I have long felt that since money and money issues are the leading cause of divorce, the economic health of a marriage is a good barometer of the overall health of marriage. Ron Lieber, in his “Your Money” column in the New York Times identifies five, often unanticipated, economic stressors capable of destroying even the strongest of marriages.
Often, the tensions brought on by financial issues have been exacerbated by a failure of communication. The parties may be foreclosed from solutions that may have been available if both the husband and the wife were “in the loop” and working together as a team.
Still, the types of problems that could destroy even the strongest of marriages can be classified as follows:
1. Reduced Circumstances.
Every long term marriage goes through the ups and downs of the economic cycles, However, as is prevalent in the current economic environment, couples faced with a reduction in income or the loss in value in assets, are forced to address the cruel reality that they can no longer afford to sustain their present marital lifestyle and must cut back.
As Lieber points out, in order to survive, the couple must re-engage and readjust their “expectations about what married life is going to look like and “redefine a relationship that’s not based around the lifestyle”
2. Complacency and Lack of Involvement
Typically one spouse manages the checkbook, and manages the investments and makes all the financial decisions.

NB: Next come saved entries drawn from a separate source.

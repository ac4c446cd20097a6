//! Polarity scoring and the fixed three-way sentiment threshold.

use crate::lexicon::Lexicon;
use crate::table::Cell;
use crate::types::SentimentLabel;

/// Scores above this are Positive.
pub const POSITIVE_THRESHOLD: f64 = 0.1;
/// Scores below this are Negative.
pub const NEGATIVE_THRESHOLD: f64 = -0.1;

/// Multiplier applied to an assessment preceded by a negation.
const NEGATION_FACTOR: f64 = -0.5;

/// Each `!` directly after an assessed word strengthens it by this factor.
const EXCLAMATION_FACTOR: f64 = 1.25;

const EXCLAMATION: &str = "!";

/// Bag-of-words polarity classifier. Pure: no state survives between calls.
#[derive(Debug, Clone, Default)]
pub struct Classifier {
  lexicon: Lexicon,
}

impl Classifier {
  pub fn new() -> Self {
    Self {
      lexicon: Lexicon::new(),
    }
  }

  /// Mean polarity of the assessed words in `text`, in [-1.0, 1.0].
  /// Text with no lexicon words scores 0.0.
  pub fn polarity(&self, text: &str) -> f64 {
    let mut assessments: Vec<f64> = Vec::new();
    let mut negated = false;
    let mut intensity = 1.0;
    // Exclamations only boost the assessment they directly follow.
    let mut last_assessed = false;

    for token in tokenize(text, &self.lexicon) {
      let word = token.as_str();
      if word == EXCLAMATION {
        if last_assessed {
          if let Some(last) = assessments.last_mut() {
            *last *= EXCLAMATION_FACTOR;
          }
        }
        negated = false;
        intensity = 1.0;
        continue;
      }
      last_assessed = false;
      if self.lexicon.is_negation(word) {
        negated = true;
        continue;
      }
      if let Some(m) = self.lexicon.intensity(word) {
        intensity *= m;
        continue;
      }
      if negated && self.lexicon.is_negation_bridge(word) {
        continue;
      }
      if let Some(p) = self.lexicon.polarity(word) {
        let mut score = p * intensity;
        if negated {
          score *= NEGATION_FACTOR;
        }
        assessments.push(score);
        last_assessed = true;
      }
      negated = false;
      intensity = 1.0;
    }

    if assessments.is_empty() {
      return 0.0;
    }
    let sum: f64 = assessments.iter().map(|a| a.clamp(-1.0, 1.0)).sum();
    (sum / assessments.len() as f64).clamp(-1.0, 1.0)
  }

  pub fn classify_text(&self, text: &str) -> SentimentLabel {
    label_for(self.polarity(text))
  }

  /// Coerce the cell to text and classify it. Never fails.
  pub fn classify_cell(&self, cell: &Cell) -> SentimentLabel {
    self.classify_text(&cell.to_text())
  }
}

/// Strict thresholds: exactly 0.1 or -0.1 is Neutral.
pub fn label_for(score: f64) -> SentimentLabel {
  if score > POSITIVE_THRESHOLD {
    SentimentLabel::Positive
  } else if score < NEGATIVE_THRESHOLD {
    SentimentLabel::Negative
  } else {
    SentimentLabel::Neutral
  }
}

/// Whitespace chunks, lower-cased. Emoticons pass through whole; other chunks
/// are split on punctuation (apostrophes kept inside words) and every `!`
/// becomes its own token.
fn tokenize(text: &str, lexicon: &Lexicon) -> Vec<String> {
  let normalized = text.replace(['\u{2019}', '\u{2018}'], "'");
  let mut tokens = Vec::new();
  for chunk in normalized.split_whitespace() {
    if lexicon.emoticon(chunk).is_some() {
      tokens.push(chunk.to_lowercase());
      continue;
    }
    let mut word = String::new();
    for ch in chunk.chars() {
      if ch.is_alphanumeric() || ch == '\'' {
        word.push(ch);
        continue;
      }
      push_word(&mut tokens, &mut word);
      if ch == '!' {
        tokens.push(EXCLAMATION.to_string());
      }
    }
    push_word(&mut tokens, &mut word);
  }
  tokens
}

fn push_word(tokens: &mut Vec<String>, word: &mut String) {
  let trimmed = word.trim_matches('\'');
  if !trimmed.is_empty() {
    tokens.push(trimmed.to_lowercase());
  }
  word.clear();
}

#[cfg(test)]
mod tests {
  use super::*;

  fn c() -> Classifier {
    Classifier::new()
  }

  #[test]
  fn clear_reviews_get_expected_labels() {
    assert_eq!(c().classify_text("Great service, really good food!"), SentimentLabel::Positive);
    assert_eq!(c().classify_text("Terrible experience. The staff was rude."), SentimentLabel::Negative);
    assert_eq!(c().classify_text("I picked it up on Tuesday."), SentimentLabel::Neutral);
  }

  #[test]
  fn negation_flips_and_dampens() {
    let p = c().polarity("not good");
    assert!((p - (-0.35)).abs() < 1e-9, "got {p}");
    assert_eq!(c().classify_text("The food was not good"), SentimentLabel::Negative);
    assert_eq!(c().classify_text("It isn't a bad deal"), SentimentLabel::Positive);
    assert_eq!(c().classify_text("No problem at all"), SentimentLabel::Positive);
  }

  #[test]
  fn intensifiers_scale_the_next_word() {
    let plain = c().polarity("good");
    let strong = c().polarity("very good");
    let soft = c().polarity("slightly good");
    assert!(strong > plain && plain > soft);
    assert_eq!(c().polarity("extremely excellent"), 1.0);
  }

  #[test]
  fn exclamations_strengthen_the_word_before() {
    assert!((c().polarity("Great!") - 1.0).abs() < 1e-9);
    assert!((c().polarity("nice!!") - 0.6 * 1.25 * 1.25).abs() < 1e-9);
    assert_eq!(c().polarity("good!!!"), 1.0);
    assert!((c().polarity("bad!") - (-0.875)).abs() < 1e-9);
    assert_eq!(c().polarity("Wow, it arrived!"), c().polarity("Wow, it arrived"));
    assert_eq!(c().polarity("Hello!"), 0.0);
  }

  #[test]
  fn exclamation_can_cross_the_threshold() {
    assert_eq!(c().classify_text("decent"), SentimentLabel::Positive);
    assert_eq!(c().classify_text("adequate"), SentimentLabel::Neutral);
    assert_eq!(c().classify_text("adequate!"), SentimentLabel::Positive);
    assert_eq!(c().classify_text("as expected!"), SentimentLabel::Negative);
  }

  #[test]
  fn everyday_reviews_are_labelled() {
    let positive = [
      "Pleasant stay, tasty breakfast and useful tips",
      "Fun and interesting tour",
      "The host was attentive and the apartment spotless",
      "Cozy cabin with a gorgeous view",
      "Knowledgeable guide, well organised and punctual",
    ];
    let negative = [
      "Stupid, ugly and nasty",
      "The staff were incompetent and unprofessional",
      "Stale bread and lukewarm coffee",
      "Filthy bathroom, smelly towels",
      "Flimsy case that cracked after a week",
    ];
    for text in positive {
      assert_eq!(c().classify_text(text), SentimentLabel::Positive, "{text}");
    }
    for text in negative {
      assert_eq!(c().classify_text(text), SentimentLabel::Negative, "{text}");
    }
  }

  #[test]
  fn curly_apostrophes_negate_too() {
    assert_eq!(c().classify_text("I don\u{2019}t love it"), SentimentLabel::Negative);
  }

  #[test]
  fn emoticons_count() {
    assert_eq!(c().classify_text("arrived today :)"), SentimentLabel::Positive);
    assert_eq!(c().classify_text("arrived today :("), SentimentLabel::Negative);
  }

  #[test]
  fn thresholds_are_strict() {
    assert_eq!(label_for(0.1), SentimentLabel::Neutral);
    assert_eq!(label_for(-0.1), SentimentLabel::Neutral);
    assert_eq!(label_for(0.100001), SentimentLabel::Positive);
    assert_eq!(label_for(-0.100001), SentimentLabel::Negative);
    assert_eq!(label_for(0.0), SentimentLabel::Neutral);
  }

  #[test]
  fn boundary_texts_are_neutral() {
    assert_eq!(c().polarity("adequate"), 0.1);
    assert_eq!(c().classify_text("Adequate."), SentimentLabel::Neutral);
    assert_eq!(c().polarity("as expected"), -0.1);
    assert_eq!(c().classify_text("Arrived as expected"), SentimentLabel::Neutral);
  }

  #[test]
  fn cells_are_coerced_before_scoring() {
    assert_eq!(c().classify_cell(&Cell::Empty), SentimentLabel::Neutral);
    assert_eq!(c().classify_cell(&Cell::Int(5)), SentimentLabel::Neutral);
    assert_eq!(c().classify_cell(&Cell::Bool(true)), SentimentLabel::Neutral);
    assert_eq!(c().classify_cell(&Cell::from("awful")), SentimentLabel::Negative);
  }
}
//! Canned business insight chosen from the label distribution.

use serde::Serialize;

use crate::aggregate::Distribution;

/// Share (percent) a label must exceed to drive the insight.
pub const MAJORITY_PERCENT: f64 = 50.0;

#[derive(Debug, Clone, Copy, PartialEq, Eq, Hash, Serialize)]
#[serde(rename_all = "lowercase")]
pub enum Insight {
  /// More than half of the reviews are negative.
  Alert,
  /// More than half of the reviews are positive.
  Kudos,
  Mixed,
}

impl Insight {
  /// Severity used by the presentation layer.
  pub fn level(self) -> &'static str {
    match self {
      Self::Alert => "warning",
      Self::Kudos => "success",
      Self::Mixed => "info",
    }
  }

  pub fn title(self) -> &'static str {
    match self {
      Self::Alert => "Customer Sentiment Alert",
      Self::Kudos => "Kudos!",
      Self::Mixed => "Sentiment is mixed.",
    }
  }

  pub fn message(self) -> &'static str {
    match self {
      Self::Alert => {
        "More than half of your reviews are negative. It might be time to investigate recurring issues, improve customer experience, and address pain points."
      }
      Self::Kudos => {
        "Customers are loving your service. Keep it up! Highlight those positive experiences and build momentum."
      }
      Self::Mixed => "Sentiment is mixed. Watch closely for patterns over time.",
    }
  }
}

/// First match wins: negative majority, then positive majority, else mixed.
pub fn select_insight(distribution: &Distribution) -> Insight {
  if distribution.negative > MAJORITY_PERCENT {
    Insight::Alert
  } else if distribution.positive > MAJORITY_PERCENT {
    Insight::Kudos
  } else {
    Insight::Mixed
  }
}

#[cfg(test)]
mod tests {
  use super::*;

  fn dist(negative: f64, positive: f64, neutral: f64) -> Distribution {
    Distribution {
      positive,
      negative,
      neutral,
      total: 10,
    }
  }

  #[test]
  fn negative_majority_alerts() {
    assert_eq!(select_insight(&dist(60.0, 20.0, 20.0)), Insight::Alert);
  }

  #[test]
  fn positive_majority_gets_kudos() {
    assert_eq!(select_insight(&dist(10.0, 70.0, 20.0)), Insight::Kudos);
  }

  #[test]
  fn split_is_mixed() {
    assert_eq!(select_insight(&dist(40.0, 40.0, 20.0)), Insight::Mixed);
  }

  #[test]
  fn exactly_half_is_not_a_majority() {
    assert_eq!(select_insight(&dist(50.0, 50.0, 0.0)), Insight::Mixed);
    assert_eq!(select_insight(&Distribution::default()), Insight::Mixed);
  }

  #[test]
  fn negative_is_checked_first() {
    // Not reachable from real counts; pins the evaluation order.
    assert_eq!(select_insight(&dist(51.0, 51.0, 0.0)), Insight::Alert);
  }

  #[test]
  fn variants_carry_levels() {
    assert_eq!(Insight::Alert.level(), "warning");
    assert_eq!(Insight::Kudos.level(), "success");
    assert_eq!(Insight::Mixed.level(), "info");
  }
}
//! HTTP handlers for the sentiment service.

use axum::body::Bytes;
use axum::extract::multipart::MultipartError;
use axum::extract::{Multipart, Query, State};
use axum::http::{header, HeaderMap, StatusCode};
use axum::response::{Html, IntoResponse, Response};
use axum::Json;
use sentiment_engine::{Analysis, AnalysisError, TableFormat};
use std::sync::Arc;
use tracing::{info, info_span, warn, Instrument, Span};
use uuid::Uuid;

use crate::error::ApiError;
use crate::render;
use crate::state::AppState;
use crate::types::{AnalysisResponse, UploadQuery};

/// Multipart field carrying the uploaded file.
const FILE_FIELD: &str = "file";

pub async fn health() -> &'static str {
  "ok"
}

pub async fn index() -> Html<String> {
  Html(render::upload_page())
}

/// Browser upload: analyse the file and render the results page.
pub async fn upload(State(state): State<Arc<AppState>>, multipart: Multipart) -> Response {
  let result = async {
    let (file_name, content_type, bytes) = read_file_field(multipart).await?;
    let format = resolve_format(file_name.as_deref(), content_type.as_deref())?;
    let name = file_name.unwrap_or_default();
    let analysis = run_analysis(&state, Uuid::new_v4(), bytes, format, &name).await?;
    let download = analysis.export()?;
    Ok::<_, ApiError>(render::result_page(&analysis.report(), &download))
  }
  .await;

  match result {
    Ok(page) => Html(page).into_response(),
    Err(e) => {
      warn!(kind = e.kind(), error = %e, "upload rejected");
      (e.status(), Html(render::error_page(&e.to_string()))).into_response()
    }
  }
}

/// Raw-body upload: JSON report.
pub async fn analyze(
  State(state): State<Arc<AppState>>,
  Query(query): Query<UploadQuery>,
  headers: HeaderMap,
  body: Bytes,
) -> Result<Json<AnalysisResponse>, ApiError> {
  let content_type = content_type(&headers);
  let format = resolve_format(query.filename.as_deref(), content_type.as_deref())
    .inspect_err(|e| warn!(kind = e.kind(), "upload rejected"))?;
  let file_name = query.filename.unwrap_or_default();
  let id = Uuid::new_v4();
  let analysis = run_analysis(&state, id, body, format, &file_name).await?;

  Ok(Json(AnalysisResponse::new(id, file_name, &analysis)))
}

/// Raw-body upload: annotated file as an attachment.
pub async fn annotate(
  State(state): State<Arc<AppState>>,
  Query(query): Query<UploadQuery>,
  headers: HeaderMap,
  body: Bytes,
) -> Result<Response, ApiError> {
  let content_type = content_type(&headers);
  let format = resolve_format(query.filename.as_deref(), content_type.as_deref())?;
  let file_name = query.filename.unwrap_or_default();
  let analysis = run_analysis(&state, Uuid::new_v4(), body, format, &file_name).await?;
  let bytes = analysis.export()?;

  let disposition = format!("attachment; filename=\"{}\"", format.results_file_name());
  Ok(
    (
      StatusCode::OK,
      [
        (header::CONTENT_TYPE, format.mime_type().to_string()),
        (header::CONTENT_DISPOSITION, disposition),
      ],
      bytes,
    )
      .into_response(),
  )
}

/// Pick the format from the file name, falling back to the MIME type.
pub fn resolve_format(
  file_name: Option<&str>,
  content_type: Option<&str>,
) -> Result<TableFormat, AnalysisError> {
  let by_name = TableFormat::from_file_name(file_name.unwrap_or_default());
  match (by_name, content_type.and_then(TableFormat::from_mime)) {
    (Ok(format), _) => Ok(format),
    (Err(_), Some(format)) => Ok(format),
    (Err(e), None) => Err(e),
  }
}

fn content_type(headers: &HeaderMap) -> Option<String> {
  headers
    .get(header::CONTENT_TYPE)
    .and_then(|v| v.to_str().ok())
    .map(str::to_string)
}

async fn read_file_field(
  mut multipart: Multipart,
) -> Result<(Option<String>, Option<String>, Bytes), ApiError> {
  while let Some(field) = multipart
    .next_field()
    .await
    .map_err(multipart_error)?
  {
    if field.name() != Some(FILE_FIELD) {
      continue;
    }
    let file_name = field.file_name().map(str::to_string);
    let content_type = field.content_type().map(str::to_string);
    let bytes = field.bytes().await.map_err(multipart_error)?;
    return Ok((file_name, content_type, bytes));
  }
  Err(ApiError::upload("no file was uploaded"))
}

/// Body limit hits become 413; any other multipart failure is a bad upload.
fn multipart_error(e: MultipartError) -> ApiError {
  if e.status() == StatusCode::PAYLOAD_TOO_LARGE {
    ApiError::TooLarge(e.body_text())
  } else {
    ApiError::upload(e.body_text())
  }
}

/// Run the pipeline off the async workers; it is CPU-bound and synchronous.
/// Every event is recorded inside an `analysis` span carrying `id`.
async fn run_analysis(
  state: &Arc<AppState>,
  id: Uuid,
  bytes: Bytes,
  format: TableFormat,
  file_name: &str,
) -> Result<Analysis, ApiError> {
  let span = info_span!("analysis", analysis_id = %id);
  analyse_blocking(state, bytes, format, file_name)
    .instrument(span)
    .await
}

async fn analyse_blocking(
  state: &Arc<AppState>,
  bytes: Bytes,
  format: TableFormat,
  file_name: &str,
) -> Result<Analysis, ApiError> {
  let size = bytes.len();
  let worker = Arc::clone(state);
  // Engine events from the blocking thread stay inside the analysis span.
  let span = Span::current();
  let analysis = tokio::task::spawn_blocking(move || {
    span.in_scope(|| worker.engine.analyze_bytes(&bytes, format))
  })
    .await
    .map_err(|e| ApiError::Internal(format!("analysis task failed: {}", e)))?
    .inspect_err(|e| warn!(file_name, kind = e.kind(), error = %e, "analysis failed"))?;

  info!(
    file_name,
    bytes = size,
    ?format,
    review_column = %analysis.review_column,
    rows = analysis.table.row_count(),
    positive = analysis.distribution.positive,
    negative = analysis.distribution.negative,
    neutral = analysis.distribution.neutral,
    insight = ?analysis.insight,
    "upload analysed"
  );
  Ok(analysis)
}

#[cfg(test)]
mod tests {
  use super::*;

  #[test]
  fn name_wins_over_mime() {
    assert_eq!(
      resolve_format(Some("r.xlsx"), Some("text/csv")).unwrap(),
      TableFormat::Xlsx
    );
  }

  #[test]
  fn mime_is_the_fallback() {
    assert_eq!(resolve_format(None, Some("text/csv")).unwrap(), TableFormat::Csv);
    assert_eq!(resolve_format(Some("upload"), Some("text/csv")).unwrap(), TableFormat::Csv);
  }

  #[test]
  fn unknown_upload_is_unsupported() {
    let err = resolve_format(Some("notes.txt"), Some("text/plain")).unwrap_err();
    assert!(matches!(err, AnalysisError::UnsupportedFormat(_)));
    assert!(resolve_format(None, None).is_err());
  }
}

When a financial crisis arises, the finger pointing and the blame game begins.
Lieber’s solution is more transparency and conversations about assets, debts and risk.
3 Parental Care Issues
The desire to take care of a parent raises a litany of ethical and /moral dilemmas. The obligation to care for a parent has to be tempered against the cost to the nuclear family.
4. College and Adult Children
College costs are exploding, stretching the finances of the families. A couple’s retirement calculations are generally based upon projections of an empty nest, a household unoccupied by children. Now, adult children, facing their own economic uncertainty want to return “home.” Parents, though well intentioned, disagree about how and when to “cut-off “their children.
While one crisis may not destroy a marriage, doubt and fear, over time, wears down the relationship.
The suggested solution is to be diligent, to live below your means, to save and to create a large emergency fund. Long term financial planning should include college savings for your children and long-term care insurance your parents.
While leaving below one’s means may not be possible or desirable, saving for the rainy day is advised. Communication is essential. A financial crisis can put a marriage in peril, being blindsided will destroy it.